Set `driver_name` to the exact name returned by your environment’s ODBC driver list (for example from `pyodbc.drivers()`). The default port is `1025`. Use `dbc_name` when your Teradata COP / TDPID alias differs from `host`.

```toml
[connections.source.teradata]
driver_name = "Teradata Database ODBC Driver 17.20"
host = "your-teradata-host.example.com"
port = 1025
database = "tpcds"
username = "your_username"
password = "your_password"
# dbc_name = "TDPID_ALIAS"  # optional; defaults to host
```

> **Note:** Only one source connection is needed. The Snowflake target connection should point to a valid entry in your `~/.snowflake/config.toml`.

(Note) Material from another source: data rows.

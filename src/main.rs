use diet_forge::config::Config;
use diet_forge::data::{load_csv_with_config, Catalog, LoadConfig};
use diet_forge::evolution::EvolutionEngine;
use diet_forge::sweep::run_sweep;
use std::path::Path;
use std::process;

/// Loads the food catalog named by the configuration.
///
/// # Errors
/// Returns a message if the file cannot be read or contains invalid items.
fn prepare_catalog(config: &Config) -> Result<Catalog, String> {
    log::info!("Loading catalog from '{}'...", config.catalog.file_path);
    let load_config = LoadConfig {
        fail_on_nulls: config.catalog.fail_on_nulls,
        allergen_separator: config.catalog.allergen_separator,
    };
    let catalog = load_csv_with_config(Path::new(&config.catalog.file_path), load_config)
        .map_err(|e| format!("Failed to load catalog: {}", e))?;
    log::info!("Catalog loaded: {} food items.", catalog.size());
    Ok(catalog)
}

fn main() {
    env_logger::init();
    log::info!("Booting Diet Forge...");

    // 1. Load and Validate Configuration
    let config_path = std::env::args()
        .nth(1)
        .unwrap_or_else(|| "config.toml".to_string());
    let config = match Config::load(Path::new(&config_path)) {
        Ok(c) => c,
        Err(e) => {
            log::error!("Failed to load configuration: {}", e);
            process::exit(1);
        }
    };

    if let Err(e) = config.validate() {
        log::error!("Invalid configuration: {}", e);
        process::exit(1);
    }
    log::info!("Configuration '{}' loaded and validated.", config_path);

    // 2. Load Catalog
    let catalog = match prepare_catalog(&config) {
        Ok(c) => c,
        Err(e) => {
            log::error!("{}", e);
            process::exit(1);
        }
    };
    let targets = config.targets.to_targets();

    // 3. Either sweep the parameter grid or run a single search
    if let Some(sweep) = &config.sweep {
        let rows = match run_sweep(&catalog, &targets, sweep, &config.ga) {
            Ok(rows) => rows,
            Err(e) => {
                log::error!("Sweep failed: {}", e);
                process::exit(1);
            }
        };
        match serde_json::to_string_pretty(&rows) {
            Ok(json) => println!("{}", json),
            Err(e) => {
                log::error!("Failed to serialize sweep report: {}", e);
                process::exit(1);
            }
        }
        return;
    }

    log::info!("--- Starting Evolution ---");
    let result = match EvolutionEngine::new(&config.ga, &targets, &catalog)
        .and_then(|mut engine| engine.evolve())
    {
        Ok(r) => r,
        Err(e) => {
            log::error!("Evolution failed: {}", e);
            process::exit(1);
        }
    };

    let best = &result.best_diet;
    println!(
        "\nBest diet (score {:.2}, protein {:.1}/{:.1}, carbs {:.1}/{:.1}):",
        best.score, best.total_protein, targets.protein, best.total_carbs, targets.carbs
    );
    for item in &best.items {
        println!(
            "  - {} (protein {:.1}, carbs {:.1})",
            item.name, item.protein, item.carbs
        );
    }
    for point in &result.fitness_series {
        log::info!("Gen {}: best score {:.4}", point.generation, point.best_score);
    }
    for point in &result.diversity_series {
        log::info!(
            "Gen {}: {} distinct items",
            point.generation,
            point.distinct_items
        );
    }
}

### ODBC Driver Auto-Detection

The agent automatically detects the best available ODBC driver for SQL Server connections. If no `odbc_driver` is specified in the configuration, it will prefer the newest available driver (ODBC Driver 18 > 17 > 13 > 11). If a specific driver is requested but not found, it falls back to the best available driver with a warning.

To manually specify a driver:

```toml
[connections.source.sqlserver]
odbc_driver = "ODBC Driver 17 for SQL Server"
```

### ODBC Encryption (SQL Server)

The `encrypt` and `trust_server_certificate` parameters are optional. By default, they are omitted from the connection string, allowing the ODBC driver to use its default behavior:

- **ODBC Driver 17 and below**: Encryption is disabled by default.
- **ODBC Driver 18 and above**: Encryption is mandatory by default.

```toml
[connections.source.sqlserver]
username = "sa"
password = "mypassword"
database = "mydb"
host = "my-server.example.com"
port = 1433
encrypt = true
trust_server_certificate = false
```

For development environments or SQL Servers without encryption support, either omit the encryption parameters or set `encrypt = false`.